In October 2017 when this clause should have been put in place nobody remembered, neither landlord or property management or us , for that matter. Therefore we continued to pay the same amount of rent through DD, nobody told us otherwise.

In 2018, August, when we've terminated the tenancy agreement early, the landlord looked into the contract and wanted to know why the increase was not proposed and, rightfully so, holds the letting agency to account for negligence and in breach of their duty of care.

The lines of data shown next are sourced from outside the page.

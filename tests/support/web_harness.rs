#![allow(dead_code)]

use std::net::IpAddr;
use std::sync::Arc;

use wiremock::matchers::{method, path};
use wiremock::{Mock, MockServer, ResponseTemplate};

use onebot::config::{CookieStore, UrlInfoConfig};
use onebot::links::{SessionSettings, default_stages};
use onebot::security::{HostLookup, StaticLookup};
use onebot::UrlInfo;

/// Address the fake DNS hands out for every public test host.
pub const PUBLIC_ADDR: &str = "93.184.216.34";

/// One mock web server standing in for any number of public hostnames.
pub struct WebHarness {
    pub server: MockServer,
}

impl WebHarness {
    pub async fn start() -> Self {
        Self {
            server: MockServer::start().await,
        }
    }

    pub fn port(&self) -> u16 {
        self.server.address().port()
    }

    /// `http://<host>:<mock port><path>`
    pub fn url(&self, host: &str, path: &str) -> String {
        format!("http://{host}:{}{path}", self.port())
    }

    pub async fn page(&self, page: &str, title: &str) {
        let body = format!("<html><head><title>{title}</title></head><body></body></html>");
        Mock::given(method("GET"))
            .and(path(page))
            .respond_with(ResponseTemplate::new(200).set_body_raw(body.into_bytes(), "text/html"))
            .mount(&self.server)
            .await;
    }

    /// Pipeline whose Safety Gate sees `hosts` as public and whose sessions
    /// send their requests to the mock server.
    pub fn pipeline(&self, config: &UrlInfoConfig, hosts: &[&str]) -> UrlInfo {
        let public: IpAddr = PUBLIC_ADDR.parse().unwrap();
        let mut lookup = StaticLookup::new();
        let mut session = SessionSettings::from_config(config, CookieStore::default());
        for host in hosts {
            lookup = lookup.with_host(*host, [public]);
            session = session.pin_host(*host, *self.server.address());
        }
        let lookup: Arc<dyn HostLookup> = Arc::new(lookup);
        let stages = default_stages(config, Arc::clone(&lookup)).unwrap();
        UrlInfo::new(stages, session.with_lookup(lookup), config.limits.max_redirects)
    }
}
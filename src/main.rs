#![warn(clippy::all, clippy::pedantic)]
#![allow(
    clippy::missing_errors_doc,
    clippy::missing_panics_doc,
    clippy::module_name_repetitions
)]

use anyhow::Result;
use clap::Parser;
use tracing::Level;
use tracing_subscriber::FmtSubscriber;

mod app;
mod cli;

use cli::commands::Cli;
use onebot::Config;

#[tokio::main]
async fn main() -> Result<()> {
    let cli = Cli::parse();

    // Logs go to stderr so stdout carries only the reply line.
    let level = match cli.verbose {
        0 => Level::INFO,
        1 => Level::DEBUG,
        _ => Level::TRACE,
    };
    let subscriber = FmtSubscriber::builder()
        .with_max_level(level)
        .with_writer(std::io::stderr)
        .finish();
    tracing::subscriber::set_global_default(subscriber)?;

    let config = match &cli.config {
        Some(path) => Config::load_from(path)?,
        None => Config::load_or_init()?,
    };
    app::dispatch::dispatch(cli, config).await
}
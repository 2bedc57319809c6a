use crate::error::ConfigError;
use serde::{Deserialize, Serialize};
use std::collections::BTreeMap;
use std::path::PathBuf;
use std::time::Duration;
use url::Url;

const MIB: u64 = 1024 * 1024;

#[derive(Debug, Clone, Default, Serialize, Deserialize)]
pub struct Config {
    /// Path to config.toml - computed at load time, not serialized
    #[serde(skip)]
    pub config_path: PathBuf,

    #[serde(default)]
    pub urlinfo: UrlInfoConfig,
}

impl Config {
    pub fn validate(&self) -> Result<(), ConfigError> {
        self.urlinfo.validate()
    }

    /// Copy with every credential replaced by a placeholder, for display.
    pub fn redacted(&self) -> Self {
        let mut copy = self.clone();
        let mask = |value: &mut Option<String>| {
            if value.is_some() {
                *value = Some("***".into());
            }
        };
        mask(&mut copy.urlinfo.youtube.api_key);
        mask(&mut copy.urlinfo.twitter.bearer_token);
        copy
    }
}

/// Settings of the URL info pipeline.
#[derive(Debug, Clone, Serialize, Deserialize)]
pub struct UrlInfoConfig {
    /// MIME major classes (`image`, `text`, ...) not worth reporting.
    #[serde(default = "default_ignored_classes")]
    pub ignored_classes: Vec<String>,
    /// MIME subtypes (`pdf`, ...) not worth reporting.
    #[serde(default = "default_ignored_apps")]
    pub ignored_apps: Vec<String>,
    /// Channels the dispatcher never resolves URLs in.
    #[serde(default)]
    pub ignored_channels: Vec<String>,
    /// Senders whose URLs are never resolved.
    #[serde(default)]
    pub ignored_nicks: Vec<String>,
    #[serde(default = "default_user_agent")]
    pub user_agent: String,
    #[serde(default = "default_accept_language")]
    pub accept_language: String,
    /// Cookie store applied to every fetch (see `onebot cookies login`).
    #[serde(default)]
    pub cookie_file: Option<PathBuf>,
    /// Dumb host rewrite table, `from = "to"`.
    #[serde(default)]
    pub urlmap: BTreeMap<String, String>,
    #[serde(default)]
    pub limits: FetchLimits,
    #[serde(default)]
    pub youtube: YoutubeConfig,
    #[serde(default)]
    pub twitter: TwitterConfig,
    #[serde(default)]
    pub reddit: RedditConfig,
}

fn default_ignored_classes() -> Vec<String> {
    vec!["image".into(), "text".into()]
}

fn default_ignored_apps() -> Vec<String> {
    vec!["pdf".into()]
}

fn default_user_agent() -> String {
    "script:onebot:irc".into()
}

fn default_accept_language() -> String {
    "en-GB, en-US, en, nl-NL, nl".into()
}

impl Default for UrlInfoConfig {
    fn default() -> Self {
        Self {
            ignored_classes: default_ignored_classes(),
            ignored_apps: default_ignored_apps(),
            ignored_channels: Vec::new(),
            ignored_nicks: Vec::new(),
            user_agent: default_user_agent(),
            accept_language: default_accept_language(),
            cookie_file: None,
            urlmap: BTreeMap::new(),
            limits: FetchLimits::default(),
            youtube: YoutubeConfig::default(),
            twitter: TwitterConfig::default(),
            reddit: RedditConfig::default(),
        }
    }
}

impl UrlInfoConfig {
    pub fn validate(&self) -> Result<(), ConfigError> {
        self.limits.validate()?;
        for (from, to) in &self.urlmap {
            if from.eq_ignore_ascii_case(to) {
                return Err(ConfigError::Validation(format!(
                    "urlmap entry '{from}' maps onto itself"
                )));
            }
            if to.trim().is_empty() {
                return Err(ConfigError::Validation(format!(
                    "urlmap entry '{from}' has an empty target"
                )));
            }
        }
        for (name, base) in [
            ("youtube.api_base", &self.youtube.api_base),
            ("twitter.api_base", &self.twitter.api_base),
            ("reddit.api_base", &self.reddit.api_base),
        ] {
            Url::parse(base)
                .map_err(|e| ConfigError::Validation(format!("{name} '{base}': {e}")))?;
        }
        if self.reddit.max_attempts == 0 {
            return Err(ConfigError::Validation(
                "reddit.max_attempts must be at least 1".into(),
            ));
        }
        Ok(())
    }
}

/// Size and time ceilings for every fetch.
#[derive(Debug, Clone, Copy, PartialEq, Eq, Serialize, Deserialize)]
#[serde(default)]
pub struct FetchLimits {
    /// Redirects followed per URL before giving up.
    pub max_redirects: usize,
    /// Connect and read timeout of page fetches.
    pub fetch_timeout_secs: u64,
    /// Total timeout of platform API calls.
    pub api_timeout_secs: u64,
    /// Byte ceiling of a body without a declared length.
    pub stream_max_bytes: u64,
    /// Wall-clock ceiling of a body without a declared length.
    pub stream_max_secs: u64,
    /// Prefix of a streamed body retained for title parsing.
    pub body_keep_bytes: usize,
    /// HTML larger than this is not parsed.
    pub html_max_bytes: u64,
    /// Ignored content types at or above this size are reported anyway.
    pub ignored_max_bytes: u64,
    /// Titles and post texts longer than this are cut with an ellipsis.
    pub max_title_chars: usize,
}

impl Default for FetchLimits {
    fn default() -> Self {
        Self {
            max_redirects: 10,
            fetch_timeout_secs: 4,
            api_timeout_secs: 6,
            stream_max_bytes: 30 * MIB,
            stream_max_secs: 10,
            body_keep_bytes: 5 * 1024 * 1024,
            html_max_bytes: 2 * MIB,
            ignored_max_bytes: 5 * MIB,
            max_title_chars: 320,
        }
    }
}

impl FetchLimits {
    pub fn fetch_timeout(&self) -> Duration {
        Duration::from_secs(self.fetch_timeout_secs)
    }

    pub fn api_timeout(&self) -> Duration {
        Duration::from_secs(self.api_timeout_secs)
    }

    pub fn stream_timeout(&self) -> Duration {
        Duration::from_secs(self.stream_max_secs)
    }

    fn validate(&self) -> Result<(), ConfigError> {
        let zero = [
            ("max_redirects", self.max_redirects == 0),
            ("fetch_timeout_secs", self.fetch_timeout_secs == 0),
            ("api_timeout_secs", self.api_timeout_secs == 0),
            ("stream_max_bytes", self.stream_max_bytes == 0),
            ("stream_max_secs", self.stream_max_secs == 0),
            ("html_max_bytes", self.html_max_bytes == 0),
            ("max_title_chars", self.max_title_chars == 0),
        ];
        if let Some((name, _)) = zero.iter().find(|(_, is_zero)| *is_zero) {
            return Err(ConfigError::Validation(format!(
                "limits.{name} must be greater than zero"
            )));
        }
        Ok(())
    }
}

#[derive(Debug, Clone, Serialize, Deserialize)]
pub struct YoutubeConfig {
    #[serde(default)]
    pub api_key: Option<String>,
    #[serde(default = "default_youtube_api_base")]
    pub api_base: String,
}

fn default_youtube_api_base() -> String {
    "https://www.googleapis.com".into()
}

impl Default for YoutubeConfig {
    fn default() -> Self {
        Self {
            api_key: None,
            api_base: default_youtube_api_base(),
        }
    }
}

#[derive(Debug, Clone, Serialize, Deserialize)]
pub struct TwitterConfig {
    #[serde(default)]
    pub bearer_token: Option<String>,
    #[serde(default = "default_twitter_api_base")]
    pub api_base: String,
}

fn default_twitter_api_base() -> String {
    "https://api.x.com".into()
}

impl Default for TwitterConfig {
    fn default() -> Self {
        Self {
            bearer_token: None,
            api_base: default_twitter_api_base(),
        }
    }
}

#[derive(Debug, Clone, Serialize, Deserialize)]
pub struct RedditConfig {
    #[serde(default = "default_true")]
    pub enabled: bool,
    #[serde(default = "default_reddit_api_base")]
    pub api_base: String,
    /// Attempts per API call while rate limited.
    #[serde(default = "default_reddit_attempts")]
    pub max_attempts: u32,
    /// Linear backoff step between rate-limited attempts.
    #[serde(default = "default_reddit_backoff_ms")]
    pub backoff_ms: u64,
}

fn default_true() -> bool {
    true
}

fn default_reddit_api_base() -> String {
    "https://www.reddit.com".into()
}

fn default_reddit_attempts() -> u32 {
    3
}

fn default_reddit_backoff_ms() -> u64 {
    500
}

impl Default for RedditConfig {
    fn default() -> Self {
        Self {
            enabled: true,
            api_base: default_reddit_api_base(),
            max_attempts: default_reddit_attempts(),
            backoff_ms: default_reddit_backoff_ms(),
        }
    }
}

impl RedditConfig {
    pub fn backoff(&self) -> Duration {
        Duration::from_millis(self.backoff_ms)
    }
}

#[cfg(test)]
mod tests {
    use super::*;

    #[test]
    fn empty_toml_gives_defaults() {
        let config: Config = toml::from_str("").unwrap();
        assert_eq!(config.urlinfo.ignored_classes, vec!["image", "text"]);
        assert_eq!(config.urlinfo.ignored_apps, vec!["pdf"]);
        assert_eq!(config.urlinfo.limits, FetchLimits::default());
        assert!(config.urlinfo.reddit.enabled);
        assert!(config.urlinfo.youtube.api_key.is_none());
        config.validate().unwrap();
    }

    #[test]
    fn parses_urlmap_and_partial_limits() {
        let config: Config = toml::from_str(
            r#"
            [urlinfo]
            ignored_nicks = ["spambot"]

            [urlinfo.urlmap]
            "old.example.com" = "new.example.com"

            [urlinfo.limits]
            max_redirects = 3
            "#,
        )
        .unwrap();
        assert_eq!(
            config.urlinfo.urlmap.get("old.example.com").map(String::as_str),
            Some("new.example.com")
        );
        assert_eq!(config.urlinfo.limits.max_redirects, 3);
        assert_eq!(config.urlinfo.limits.fetch_timeout_secs, 4);
        assert_eq!(config.urlinfo.ignored_nicks, vec!["spambot"]);
    }

    #[test]
    fn rejects_self_mapping() {
        let mut config = UrlInfoConfig::default();
        config
            .urlmap
            .insert("loop.example.com".into(), "LOOP.example.com".into());
        let err = config.validate().unwrap_err();
        assert!(err.to_string().contains("maps onto itself"));
    }

    #[test]
    fn rejects_zero_limits() {
        let mut config = UrlInfoConfig::default();
        config.limits.max_title_chars = 0;
        let err = config.validate().unwrap_err();
        assert!(err.to_string().contains("max_title_chars"));
    }

    #[test]
    fn rejects_bad_api_base() {
        let mut config = UrlInfoConfig::default();
        config.youtube.api_base = "not a url".into();
        assert!(config.validate().is_err());
    }

    #[test]
    fn redacted_masks_credentials() {
        let mut config = Config::default();
        config.urlinfo.twitter.bearer_token = Some("secret-token".into());
        let shown = config.redacted();
        assert_eq!(shown.urlinfo.twitter.bearer_token.as_deref(), Some("***"));
        assert!(shown.urlinfo.youtube.api_key.is_none());
    }
}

Now the letting agency wants us to pay,RETROACTIVELY , the increase from October 2017 until August 2018 when we vacated the property, approximately 630 GBP. His argument is at least thin, to say the least, based on a personal interpretation of the expression ‘’ without further notice’’ from the following clause of tenancy agreement : 30.3 Notwithstanding clause 2 (“the Rent”) detailed above it is further agreed between the Parties that the Rent payable for the first year of the Tenancy shall be increased on 22nd October 2017 by the same percentage as the Retail Price Index (RPI) shall have risen over the first year of the Tenancy subject to a minimum of 1% and a maximum of 5% and without further notice

There is no precedent where ‘’no further notice’’ was successfully used to base an argument for retrospective reinforcement of a clause. This is also in breach of our consumer rights, as at this moment when the amount is tried to be reinforced upon us, there are no other choices to which we could possibly adhere.

The property management is continuously lying, stating that the landlord seeks compensation from us, tenants, not the agency therefore the deposit cannot be returned until the issue is solved and reffered the case to TDS. My question is: do they have a case and I might lose 630 pounds? What should I consider sending to TDS to support my case?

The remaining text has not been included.